▸ **Supplied records**
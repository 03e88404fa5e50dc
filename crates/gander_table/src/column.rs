//! Column storage.
//!
//! A [`Column`] is a persistent vector of values. Cloning is O(1), which lets
//! column-wise transforms receive whole columns without copying cells.

use std::iter::FromIterator;

use gander_foundation::{Error, Result, Type, Value};

#[cfg(feature = "serde")]
use serde::{Deserialize, Serialize};

/// An ordered sequence of cell values.
#[derive(Clone, Debug, Default, PartialEq, Eq, Hash)]
#[cfg_attr(feature = "serde", derive(Serialize, Deserialize))]
pub struct Column(im::Vector<Value>);

impl Column {
    /// Creates an empty column.
    #[must_use]
    pub fn new() -> Self {
        Self(im::Vector::new())
    }

    /// Creates a column holding `len` copies of `value`.
    #[must_use]
    pub fn filled(value: &Value, len: usize) -> Self {
        Self(std::iter::repeat_n(value.clone(), len).collect())
    }

    /// Returns the number of values.
    #[must_use]
    pub fn len(&self) -> usize {
        self.0.len()
    }

    /// Returns true if the column is empty.
    #[must_use]
    pub fn is_empty(&self) -> bool {
        self.0.is_empty()
    }

    /// Gets a value by position.
    #[must_use]
    pub fn get(&self, index: usize) -> Option<&Value> {
        self.0.get(index)
    }

    /// Returns an iterator over the values.
    pub fn iter(&self) -> impl Iterator<Item = &Value> {
        self.0.iter()
    }

    /// Returns the underlying persistent vector.
    #[must_use]
    pub fn values(&self) -> &im::Vector<Value> {
        &self.0
    }

    /// Copies the values into a `Vec`.
    #[must_use]
    pub fn to_vec(&self) -> Vec<Value> {
        self.0.iter().cloned().collect()
    }

    /// Returns a new column with `value` appended.
    #[must_use]
    pub fn push_back(&self, value: Value) -> Self {
        let mut new = self.0.clone();
        new.push_back(value);
        Self(new)
    }

    /// Returns the values in `range` as a new column.
    #[must_use]
    pub fn slice(&self, range: std::ops::Range<usize>) -> Self {
        let start = range.start.min(self.len());
        let end = range.end.clamp(start, self.len());
        Self(self.0.clone().slice(start..end))
    }

    /// Returns a new column with `other` appended.
    #[must_use]
    pub fn concat(&self, other: &Column) -> Self {
        let mut new = self.0.clone();
        new.append(other.0.clone());
        Self(new)
    }

    /// Applies `f` to every value.
    #[must_use]
    pub fn map<F>(&self, f: F) -> Self
    where
        F: FnMut(&Value) -> Value,
    {
        Self(self.0.iter().map(f).collect())
    }

    /// Combines two columns value by value.
    ///
    /// # Errors
    ///
    /// Returns an error if the columns differ in length or `f` fails.
    pub fn zip_with<F>(&self, other: &Column, mut f: F) -> Result<Self>
    where
        F: FnMut(&Value, &Value) -> Result<Value>,
    {
        if self.len() != other.len() {
            return Err(Error::length_mismatch("<zip>", self.len(), other.len()));
        }
        self.0
            .iter()
            .zip(other.0.iter())
            .map(|(a, b)| f(a, b))
            .collect::<Result<im::Vector<_>>>()
            .map(Self)
    }

    /// Returns the number of non-absent values.
    #[must_use]
    pub fn count(&self) -> usize {
        self.0.iter().filter(|v| !v.is_absent()).count()
    }

    /// Iterates the non-absent values as numbers.
    fn numbers(&self) -> impl Iterator<Item = Result<f64>> + '_ {
        self.0.iter().filter(|v| !v.is_absent()).map(|v| {
            v.as_number()
                .ok_or_else(|| Error::type_mismatch(Type::Float, v.value_type()))
        })
    }

    /// Sums the non-absent values.
    ///
    /// # Errors
    ///
    /// Returns a type mismatch if a non-absent value is not numeric.
    pub fn sum(&self) -> Result<f64> {
        self.numbers().sum()
    }

    /// Mean of the non-absent values; NaN when there are none.
    ///
    /// # Errors
    ///
    /// Returns a type mismatch if a non-absent value is not numeric.
    #[allow(clippy::cast_precision_loss)]
    pub fn mean(&self) -> Result<f64> {
        let values = self.numbers().collect::<Result<Vec<_>>>()?;
        if values.is_empty() {
            return Ok(f64::NAN);
        }
        Ok(values.iter().sum::<f64>() / values.len() as f64)
    }

    /// Sample standard deviation of the non-absent values.
    ///
    /// NaN when fewer than two values are present.
    ///
    /// # Errors
    ///
    /// Returns a type mismatch if a non-absent value is not numeric.
    #[allow(clippy::cast_precision_loss)]
    pub fn std(&self) -> Result<f64> {
        let values = self.numbers().collect::<Result<Vec<_>>>()?;
        if values.len() < 2 {
            return Ok(f64::NAN);
        }
        let n = values.len() as f64;
        let mean = values.iter().sum::<f64>() / n;
        let squares: f64 = values.iter().map(|x| (x - mean).powi(2)).sum();
        Ok((squares / (n - 1.0)).sqrt())
    }
}

impl FromIterator<Value> for Column {
    fn from_iter<I: IntoIterator<Item = Value>>(iter: I) -> Self {
        Self(iter.into_iter().collect())
    }
}

impl<T: Into<Value>> From<Vec<T>> for Column {
    fn from(values: Vec<T>) -> Self {
        values.into_iter().map(Into::into).collect()
    }
}

impl From<im::Vector<Value>> for Column {
    fn from(values: im::Vector<Value>) -> Self {
        Self(values)
    }
}

impl<'a> IntoIterator for &'a Column {
    type Item = &'a Value;
    type IntoIter = im::vector::Iter<'a, Value>;

    fn into_iter(self) -> Self::IntoIter {
        self.0.iter()
    }
}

▸ **Brief**
Copy the listing exactly as it stands.

▸ **Finished exercise**
repository 03e88404fa5e50dc
filename crates/gander_table/src/column.rs
//! Column storage.
//!
//! A [`Column`] is a persistent vector of values. Cloning is O(1), which lets
//! column-wise transforms receive whole columns without copying cells.

use std::iter::FromIterator;

use gander_foundation::{Error, Result, Type, Value};

#[cfg(feature = "serde")]
use serde::{Deserialize, Serialize};

/// An ordered sequence of cell values.
#[derive(Clone, Debug, Default, PartialEq, Eq, Hash)]
#[cfg_attr(feature = "serde", derive(Serialize, Deserialize))]
pub struct Column(im::Vector<Value>);

impl Column {
    /// Creates an empty column.
    #[must_use]
    pub fn new() -> Self {
        Self(im::Vector::new())
    }

    /// Creates a column holding `len` copies of `value`.
    #[must_use]
    pub fn filled(value: &Value, len: usize) -> Self {
        Self(std::iter::repeat_n(value.clone(), len).collect())
    }

    /// Returns the number of values.
    #[must_use]
    pub fn len(&self) -> usize {
        self.0.len()
    }

    /// Returns true if the column is empty.
    #[must_use]
    pub fn is_empty(&self) -> bool {
        self.0.is_empty()
    }

    /// Gets a value by position.
    #[must_use]
    pub fn get(&self, index: usize) -> Option<&Value> {
        self.0.get(index)
    }

    /// Returns an iterator over the values.
    pub fn iter(&self) -> impl Iterator<Item = &Value> {
        self.0.iter()
    }

    /// Returns the underlying persistent vector.
    #[must_use]
    pub fn values(&self) -> &im::Vector<Value> {
        &self.0
    }

    /// Copies the values into a `Vec`.
    #[must_use]
    pub fn to_vec(&self) -> Vec<Value> {
        self.0.iter().cloned().collect()
    }

    /// Returns a new column with `value` appended.
    #[must_use]
    pub fn push_back(&self, value: Value) -> Self {
        let mut new = self.0.clone();
        new.push_back(value);
        Self(new)
    }

    /// Returns the values in `range` as a new column.
    #[must_use]
    pub fn slice(&self, range: std::ops::Range<usize>) -> Self {
        let start = range.start.min(self.len());
        let end = range.end.clamp(start, self.len());
        Self(self.0.clone().slice(start..end))
    }

    /// Returns a new column with `other` appended.
    #[must_use]
    pub fn concat(&self, other: &Column) -> Self {
        let mut new = self.0.clone();
        new.append(other.0.clone());
        Self(new)
    }

    /// Applies `f` to every value.
    #[must_use]
    pub fn map<F>(&self, f: F) -> Self
    where
        F: FnMut(&Value) -> Value,
    {
        Self(self.0.iter().map(f).collect())
    }

    /// Combines two columns value by value.
    ///
    /// # Errors
    ///
    /// Returns an error if the columns differ in length or `f` fails.
    pub fn zip_with<F>(&self, other: &Column, mut f: F) -> Result<Self>
    where
        F: FnMut(&Value, &Value) -> Result<Value>,
    {
        if self.len() != other.len() {
            return Err(Error::length_mismatch("<zip>", self.len(), other.len()));
        }
        self.0
            .iter()
            .zip(other.0.iter())
            .map(|(a, b)| f(a, b))
            .collect::<Result<im::Vector<_>>>()
            .map(Self)
    }

    /// Returns the number of non-absent values.
    #[must_use]
    pub fn count(&self) -> usize {
        self.0.iter().filter(|v| !v.is_absent()).count()
    }

    /// Iterates the non-absent values as numbers.
    fn numbers(&self) -> impl Iterator<Item = Result<f64>> + '_ {
        self.0.iter().filter(|v| !v.is_absent()).map(|v| {
            v.as_number()
                .ok_or_else(|| Error::type_mismatch(Type::Float, v.value_type()))
        })
    }

    /// Sums the non-absent values.
    ///
    /// # Errors
    ///
    /// Returns a type mismatch if a non-absent value is not numeric.
    pub fn sum(&self) -> Result<f64> {
        self.numbers().sum()
    }

    /// Mean of the non-absent values; NaN when there are none.
    ///
    /// # Errors
    ///
    /// Returns a type mismatch if a non-absent value is not numeric.
    #[allow(clippy::cast_precision_loss)]
    pub fn mean(&self) -> Result<f64> {
        let values = self.numbers().collect::<Result<Vec<_>>>()?;
        if values.is_empty() {
            return Ok(f64::NAN);
        }
        Ok(values.iter().sum::<f64>() / values.len() as f64)
    }

    /// Sample standard deviation of the non-absent values.
    ///
    /// NaN when fewer than two values are present.
    ///
    /// # Errors
    ///
    /// Returns a type mismatch if a non-absent value is not numeric.
    #[allow(clippy::cast_precision_loss)]
    pub fn std(&self) -> Result<f64> {
        let values = self.numbers().collect::<Result<Vec<_>>>()?;
        if values.len() < 2 {
            return Ok(f64::NAN);
        }
        let n = values.len() as f64;
        let mean = values.iter().sum::<f64>() / n;
        let squares: f64 = values.iter().map(|x| (x - mean).powi(2)).sum();
        Ok((squares / (n - 1.0)).sqrt())
    }
}

impl FromIterator<Value> for Column {
    fn from_iter<I: IntoIterator<Item = Value>>(iter: I) -> Self {
        Self(iter.into_iter().collect())
    }
}

impl<T: Into<Value>> From<Vec<T>> for Column {
    fn from(values: Vec<T>) -> Self {
        values.into_iter().map(Into::into).collect()
    }
}

impl From<im::Vector<Value>> for Column {
    fn from(values: im::Vector<Value>) -> Self {
        Self(values)
    }
}

impl<'a> IntoIterator for &'a Column {
    type Item = &'a Value;
    type IntoIter = im::vector::Iter<'a, Value>;

    fn into_iter(self) -> Self::IntoIter {
        self.0.iter()
    }
}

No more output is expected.